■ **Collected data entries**
- - - - - - -
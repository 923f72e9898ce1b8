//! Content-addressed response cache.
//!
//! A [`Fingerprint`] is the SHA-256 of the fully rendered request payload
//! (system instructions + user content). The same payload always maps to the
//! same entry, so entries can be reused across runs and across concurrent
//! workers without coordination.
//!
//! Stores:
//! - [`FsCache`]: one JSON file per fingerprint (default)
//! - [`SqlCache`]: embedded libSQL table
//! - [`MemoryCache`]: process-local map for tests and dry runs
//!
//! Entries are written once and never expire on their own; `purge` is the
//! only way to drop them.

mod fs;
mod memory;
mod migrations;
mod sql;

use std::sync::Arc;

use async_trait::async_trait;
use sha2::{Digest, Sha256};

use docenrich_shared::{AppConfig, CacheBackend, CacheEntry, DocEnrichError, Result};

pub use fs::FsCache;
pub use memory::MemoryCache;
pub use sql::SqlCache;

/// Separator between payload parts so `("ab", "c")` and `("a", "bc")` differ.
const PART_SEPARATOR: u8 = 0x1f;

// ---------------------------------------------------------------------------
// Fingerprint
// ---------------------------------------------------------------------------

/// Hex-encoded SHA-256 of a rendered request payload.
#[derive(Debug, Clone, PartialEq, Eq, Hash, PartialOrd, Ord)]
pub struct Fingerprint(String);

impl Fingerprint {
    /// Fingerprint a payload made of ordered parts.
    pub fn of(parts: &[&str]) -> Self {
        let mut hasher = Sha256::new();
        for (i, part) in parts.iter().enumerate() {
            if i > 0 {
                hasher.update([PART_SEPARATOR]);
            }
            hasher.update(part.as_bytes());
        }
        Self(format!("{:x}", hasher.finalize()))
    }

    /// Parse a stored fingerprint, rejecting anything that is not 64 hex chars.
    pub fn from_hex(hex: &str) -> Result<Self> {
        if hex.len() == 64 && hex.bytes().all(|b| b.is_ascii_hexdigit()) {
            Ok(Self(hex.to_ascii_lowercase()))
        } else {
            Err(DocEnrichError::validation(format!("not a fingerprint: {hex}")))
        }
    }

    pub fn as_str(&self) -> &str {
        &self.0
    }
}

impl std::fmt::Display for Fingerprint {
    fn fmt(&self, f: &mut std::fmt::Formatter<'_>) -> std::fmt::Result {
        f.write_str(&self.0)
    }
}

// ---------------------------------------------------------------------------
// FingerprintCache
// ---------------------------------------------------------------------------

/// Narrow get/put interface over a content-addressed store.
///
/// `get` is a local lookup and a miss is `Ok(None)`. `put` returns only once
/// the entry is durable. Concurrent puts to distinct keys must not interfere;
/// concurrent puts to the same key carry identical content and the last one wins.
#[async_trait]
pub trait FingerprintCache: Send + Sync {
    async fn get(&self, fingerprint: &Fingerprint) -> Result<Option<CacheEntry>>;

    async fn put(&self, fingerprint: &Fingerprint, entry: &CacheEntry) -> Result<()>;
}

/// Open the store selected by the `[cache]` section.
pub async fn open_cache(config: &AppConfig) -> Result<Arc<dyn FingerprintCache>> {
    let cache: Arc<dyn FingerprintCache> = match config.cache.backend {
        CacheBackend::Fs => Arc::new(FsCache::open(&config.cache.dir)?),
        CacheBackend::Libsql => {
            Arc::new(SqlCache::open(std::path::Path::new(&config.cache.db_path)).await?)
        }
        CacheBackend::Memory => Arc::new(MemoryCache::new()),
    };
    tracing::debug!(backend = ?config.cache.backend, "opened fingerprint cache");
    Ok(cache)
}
- - - - - - -
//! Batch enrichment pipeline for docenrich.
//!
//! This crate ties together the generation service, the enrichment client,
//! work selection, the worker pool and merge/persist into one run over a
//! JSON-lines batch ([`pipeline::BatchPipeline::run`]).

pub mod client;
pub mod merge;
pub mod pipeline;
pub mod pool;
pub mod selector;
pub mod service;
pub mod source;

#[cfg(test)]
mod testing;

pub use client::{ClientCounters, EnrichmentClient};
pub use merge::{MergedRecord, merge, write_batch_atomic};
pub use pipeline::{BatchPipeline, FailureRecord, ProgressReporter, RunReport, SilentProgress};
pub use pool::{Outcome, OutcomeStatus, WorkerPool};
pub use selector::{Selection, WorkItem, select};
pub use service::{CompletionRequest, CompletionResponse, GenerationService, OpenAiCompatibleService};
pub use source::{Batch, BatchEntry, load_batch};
- - - - - - -
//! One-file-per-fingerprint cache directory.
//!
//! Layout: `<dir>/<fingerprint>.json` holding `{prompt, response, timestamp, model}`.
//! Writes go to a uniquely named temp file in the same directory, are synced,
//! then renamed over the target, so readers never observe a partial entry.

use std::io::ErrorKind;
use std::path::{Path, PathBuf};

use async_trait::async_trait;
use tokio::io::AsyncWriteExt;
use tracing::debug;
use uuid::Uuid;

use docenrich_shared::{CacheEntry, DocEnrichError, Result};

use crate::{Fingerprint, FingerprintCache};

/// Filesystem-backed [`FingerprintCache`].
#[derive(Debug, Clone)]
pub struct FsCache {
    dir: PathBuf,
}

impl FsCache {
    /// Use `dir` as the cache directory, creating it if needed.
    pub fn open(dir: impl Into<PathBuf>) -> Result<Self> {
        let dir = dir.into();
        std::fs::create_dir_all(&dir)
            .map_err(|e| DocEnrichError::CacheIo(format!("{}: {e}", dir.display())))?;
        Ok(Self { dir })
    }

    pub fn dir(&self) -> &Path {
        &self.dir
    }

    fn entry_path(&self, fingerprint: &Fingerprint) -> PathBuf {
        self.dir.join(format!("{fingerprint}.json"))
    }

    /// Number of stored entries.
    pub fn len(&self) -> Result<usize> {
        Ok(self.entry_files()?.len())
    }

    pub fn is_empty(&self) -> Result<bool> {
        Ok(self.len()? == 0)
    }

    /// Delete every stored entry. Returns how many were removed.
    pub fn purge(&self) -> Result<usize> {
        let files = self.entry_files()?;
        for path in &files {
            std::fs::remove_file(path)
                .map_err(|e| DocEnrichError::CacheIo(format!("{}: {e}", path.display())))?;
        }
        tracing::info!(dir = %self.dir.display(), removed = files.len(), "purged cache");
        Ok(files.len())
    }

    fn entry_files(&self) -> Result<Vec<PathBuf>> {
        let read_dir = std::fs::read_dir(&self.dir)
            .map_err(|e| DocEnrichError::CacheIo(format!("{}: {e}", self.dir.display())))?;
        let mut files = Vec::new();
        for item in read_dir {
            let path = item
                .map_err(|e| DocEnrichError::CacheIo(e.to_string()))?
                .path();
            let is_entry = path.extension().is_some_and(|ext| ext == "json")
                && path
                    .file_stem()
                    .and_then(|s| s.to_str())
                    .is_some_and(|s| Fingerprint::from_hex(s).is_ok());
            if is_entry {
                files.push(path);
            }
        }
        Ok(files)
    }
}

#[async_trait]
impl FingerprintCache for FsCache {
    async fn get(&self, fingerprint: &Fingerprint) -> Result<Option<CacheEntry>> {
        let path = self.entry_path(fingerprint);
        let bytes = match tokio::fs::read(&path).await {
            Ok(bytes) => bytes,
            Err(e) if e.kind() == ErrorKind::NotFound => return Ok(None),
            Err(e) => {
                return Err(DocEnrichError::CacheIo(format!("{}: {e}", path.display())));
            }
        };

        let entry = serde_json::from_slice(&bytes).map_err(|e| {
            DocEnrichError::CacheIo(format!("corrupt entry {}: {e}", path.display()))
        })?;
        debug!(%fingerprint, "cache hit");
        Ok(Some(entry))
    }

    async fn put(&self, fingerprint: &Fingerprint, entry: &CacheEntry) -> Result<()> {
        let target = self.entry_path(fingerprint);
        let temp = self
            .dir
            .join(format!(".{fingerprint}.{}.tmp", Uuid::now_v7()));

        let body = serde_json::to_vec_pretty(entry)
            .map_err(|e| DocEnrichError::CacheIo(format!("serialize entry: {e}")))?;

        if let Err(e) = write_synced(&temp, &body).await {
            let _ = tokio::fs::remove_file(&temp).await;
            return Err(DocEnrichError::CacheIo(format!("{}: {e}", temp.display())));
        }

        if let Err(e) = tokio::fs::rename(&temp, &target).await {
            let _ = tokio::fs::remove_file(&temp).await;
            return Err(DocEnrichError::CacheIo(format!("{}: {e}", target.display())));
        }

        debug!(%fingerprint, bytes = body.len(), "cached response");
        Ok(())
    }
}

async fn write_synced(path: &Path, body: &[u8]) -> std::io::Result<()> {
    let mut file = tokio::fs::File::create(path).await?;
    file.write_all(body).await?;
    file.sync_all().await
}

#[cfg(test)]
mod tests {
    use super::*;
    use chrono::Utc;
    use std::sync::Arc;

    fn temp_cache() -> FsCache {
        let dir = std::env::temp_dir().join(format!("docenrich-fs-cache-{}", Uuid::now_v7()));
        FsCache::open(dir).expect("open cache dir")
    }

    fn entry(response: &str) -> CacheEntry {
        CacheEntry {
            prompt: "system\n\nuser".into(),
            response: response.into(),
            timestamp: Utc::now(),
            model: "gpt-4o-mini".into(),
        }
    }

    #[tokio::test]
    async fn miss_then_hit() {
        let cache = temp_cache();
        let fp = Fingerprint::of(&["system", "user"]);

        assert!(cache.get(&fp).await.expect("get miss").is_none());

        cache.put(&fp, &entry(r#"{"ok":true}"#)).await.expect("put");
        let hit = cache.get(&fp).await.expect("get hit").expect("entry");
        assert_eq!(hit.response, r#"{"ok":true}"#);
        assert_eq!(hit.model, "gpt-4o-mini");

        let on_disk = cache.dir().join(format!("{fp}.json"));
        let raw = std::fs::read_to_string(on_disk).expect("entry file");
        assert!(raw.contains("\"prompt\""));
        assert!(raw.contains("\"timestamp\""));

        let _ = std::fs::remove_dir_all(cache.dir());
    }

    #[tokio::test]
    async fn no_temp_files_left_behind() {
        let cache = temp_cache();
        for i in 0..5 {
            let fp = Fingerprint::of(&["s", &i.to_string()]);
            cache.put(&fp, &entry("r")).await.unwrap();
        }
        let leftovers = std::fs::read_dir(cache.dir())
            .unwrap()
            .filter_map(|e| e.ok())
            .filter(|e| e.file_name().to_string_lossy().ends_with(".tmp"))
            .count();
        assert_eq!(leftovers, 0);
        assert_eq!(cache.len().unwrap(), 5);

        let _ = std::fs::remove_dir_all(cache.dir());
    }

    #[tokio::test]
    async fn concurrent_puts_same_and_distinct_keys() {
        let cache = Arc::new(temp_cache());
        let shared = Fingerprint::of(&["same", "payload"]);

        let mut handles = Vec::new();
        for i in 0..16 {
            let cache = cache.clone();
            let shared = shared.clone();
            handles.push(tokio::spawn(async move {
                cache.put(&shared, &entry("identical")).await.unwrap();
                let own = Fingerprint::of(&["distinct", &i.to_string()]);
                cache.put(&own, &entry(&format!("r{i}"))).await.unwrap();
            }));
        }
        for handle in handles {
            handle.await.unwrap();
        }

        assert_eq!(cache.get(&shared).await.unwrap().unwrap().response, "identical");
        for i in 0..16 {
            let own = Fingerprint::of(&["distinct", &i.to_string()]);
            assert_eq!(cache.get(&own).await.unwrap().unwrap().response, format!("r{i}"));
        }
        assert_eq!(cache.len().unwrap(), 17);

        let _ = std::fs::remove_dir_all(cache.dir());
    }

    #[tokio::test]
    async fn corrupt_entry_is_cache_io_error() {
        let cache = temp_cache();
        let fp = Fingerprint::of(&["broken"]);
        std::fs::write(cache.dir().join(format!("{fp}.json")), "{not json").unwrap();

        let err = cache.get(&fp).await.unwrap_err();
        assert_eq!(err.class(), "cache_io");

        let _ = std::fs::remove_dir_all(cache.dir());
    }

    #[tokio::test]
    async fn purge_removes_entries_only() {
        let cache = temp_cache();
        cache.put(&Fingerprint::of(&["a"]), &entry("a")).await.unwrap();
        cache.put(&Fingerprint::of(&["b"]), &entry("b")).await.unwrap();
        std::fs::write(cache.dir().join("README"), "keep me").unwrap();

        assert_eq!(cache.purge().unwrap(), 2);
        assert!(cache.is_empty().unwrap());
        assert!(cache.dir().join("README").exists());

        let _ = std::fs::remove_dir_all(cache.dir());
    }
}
- - - - - - -
■ **WHAT YOU SHOULD DO**
The required answer is each line of the entries containing the string "local".

■ **FINISHED EXERCISE**
//! - [`MemoryCache`]: process-local map for tests and dry runs
/// `get` is a local lookup and a miss is `Ok(None)`. `put` returns only once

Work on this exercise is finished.